Gobiodon histrio Breeding Guide
Gobiodon histrio is a coral goby tied to Acropora nasuta, able to change sex in either direction and protected by a skin toxin. This guide covers pairing, the coral host setup and the limited published data on its spawning and fry.
Overview
Gobiodon histrio (Valenciennes, 1837) is a small reef goby native from the Red Sea through the western Pacific to southern Japan, Samoa and the Great Barrier Reef (Wikipedia). It reaches about 3.5 cm total length and lives at depths of about 2 to 15 m in a mutualistic relationship with the coral Acropora nasuta. The fish perches within the coral branches, which serve as shelter and spawning substrate.
Sexing
G. histrio can change sex in either direction: when two gobies of the same sex colonise a new coral patch, one of them changes to the opposite sex (Wikipedia). This bidirectional flexibility makes fixed external sexing unreliable, so pairs are formed simply by housing two compatible fish on a shared coral and letting one transition.
Conditioning
Conditioning depends on stable reef water and regular small carnivore feeds such as enriched mysis and finely chopped marine foods. A pair that has claimed a branched host coral and perches together within it shows the settled territorial behaviour that precedes spawning.
Breeding Setup
Because the species is naturally associated with Acropora nasuta, a breeding setup should provide branched Acropora or a comparable branched structure where the pair can shelter and deposit eggs on the branches. A mature reef tank with stable parameters and gentle flow best supports the host coral and the goby pair together.

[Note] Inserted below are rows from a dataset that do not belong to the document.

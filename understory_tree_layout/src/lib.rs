// Copyright 2025 the Understory Authors
// SPDX-License-Identifier: Apache-2.0 OR MIT

// After you edit the crate's doc comment, run this command, then check README.md for any missing links
// cargo rdme --workspace-project=understory_tree_layout --heading-base-level=0

//! Understory Tree Layout: a level-linked tree and a two-pass tidy layout.
//!
//! Understory Tree Layout turns an arbitrary rooted tree into 2-D node positions for drawing
//! diagrams: data structure visualizers, org charts, file trees, parse trees.
//!
//! - Keeps every node linked to its neighbors on the same level, across subtrees.
//! - Assigns each node a position that respects minimum gaps and centers parents over their children.
//! - Optionally spreads out siblings that a deep, lopsided subtree left packed to one side.
//! - Copies external tree-shaped values (linked lists, binary trees, general trees) into a layout tree.
//!
//! ## Levels and cross links
//!
//! Each node knows its `parent` and its `children`, and also the node directly to its `left` and
//! `right` at the same depth. That neighbor may be a sibling or a cousin in a different subtree.
//! Links are resolved as nodes are inserted, so each level always forms one doubly linked list.
//! The layout walks these lists level by level instead of searching the tree.
//!
//! Children live in slots. A node of [`Arity::Fixed`] has a fixed number of slots that can be
//! filled in any order and may stay empty (a binary tree with a missing left child). A node of
//! [`Arity::Variable`] grows by appending. Children inherit the arity of their parent.
//!
//! ## Not a renderer
//!
//! This crate only computes positions. Drawing boxes and edges, panning, and animating between
//! layouts are left to the caller. Positions are box centers as [`kurbo::Point`]s, and
//! [`Tree::update_graphics`] returns the [`kurbo::Rect`] covering every box so the drawing can be
//! framed.
//!
//! ## API overview
//!
//! - [`Tree`]: arena owning all nodes of one rooted tree.
//! - [`NodeId`]: handle of a node; valid for the life of its tree.
//! - [`Arity`]: fixed slots or a growable list.
//! - [`LayoutConfig`]: node size and gaps for a layout run.
//! - [`CopyConfig`] / [`ChildFields`]: accessors describing an external tree.
//! - [`TreeError`] / [`ErrorKind`]: precondition failures of structural operations.
//!
//! Key operations:
//! - [`Tree::insert_child`] and [`Tree::push_child`] → [`NodeId`]
//! - [`Tree::update_graphics`] → bounds; then read [`Tree::position`].
//! - [`Tree::from_source`] and [`Tree::copy_data`] copy an external tree.
//! - [`Tree::pre_order`] / [`Tree::iter`] walk a subtree; [`Tree::first_on_level`] and
//!   [`Tree::last_on_level`] give its left and right edges.
//! - [`Tree::left_of`] / [`Tree::right_of`], [`Tree::level_length`], and [`Tree::ancestor`] query levels.
//! - [`Tree::outline`] renders an indented text dump for debugging.
//!
//! ## Example
//!
//! ```rust
//! use understory_tree_layout::{Arity, LayoutConfig, Tree};
//!
//! let mut tree = Tree::new('a', Arity::Fixed(2));
//! let root = tree.root();
//! let b = tree.insert_child(root, 'b', 0).unwrap();
//! let c = tree.insert_child(root, 'c', 1).unwrap();
//! let d = tree.insert_child(b, 'd', 1).unwrap();
//! let e = tree.insert_child(c, 'e', 0).unwrap();
//!
//! // `d` and `e` are cousins and linked on their level.
//! assert_eq!(tree.right_of(d), Some(e));
//!
//! tree.update_graphics(LayoutConfig::default());
//! let (pd, pe) = (tree.position(d).unwrap(), tree.position(e).unwrap());
//! assert!(pe.x - pd.x >= 120.0 + 80.0);
//! assert_eq!(tree.position(root).unwrap().y, 0.0);
//! ```
//!
//! ## Features
//!
//! - `std` (default): enables `kurbo/std`.
//! - `libm`: enables `no_std` + `alloc` builds that rely on `libm` for floating-point math.
//!
//! This crate is `no_std` and uses `alloc`.

#![no_std]

extern crate alloc;

mod adapter;
mod error;
mod layout;
mod links;
mod traverse;
mod tree;
mod types;

#[cfg(test)]
mod fixtures;

pub use adapter::{ChildFields, CopyConfig};
pub use error::{ErrorKind, TreeError};
pub use layout::LayoutConfig;
pub use traverse::PreOrder;
pub use tree::Tree;
pub use types::{Arity, LevelDirection, NodeId};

Spawning Behavior & Trigger
Detailed spawning behaviour, clutch size and triggers specific to G. histrio are not given in the cited reference. As in related coral gobies, eggs are expected to be demersal and laid on the coral branches with male attendance, but those specifics are not documented here and so are omitted rather than assumed.
Egg & Fry Care
No species-specific account of egg guarding duration or larval rearing for G. histrio appears in the cited source. The skin of this goby produces a toxin that deters predators by impairing their locomotion (Wikipedia); this chemical defence protects adults but offers no documented shortcut for raising the small planktonic larvae.
Common Challenges
The limiting step is larval rearing, which is not documented for this species in the cited source. Coral gobies also nip host polyps, and the toxic skin mucus, while protective, can stress tankmates if a fish dies in a small system; both factors argue for a dedicated, well-monitored breeding tank.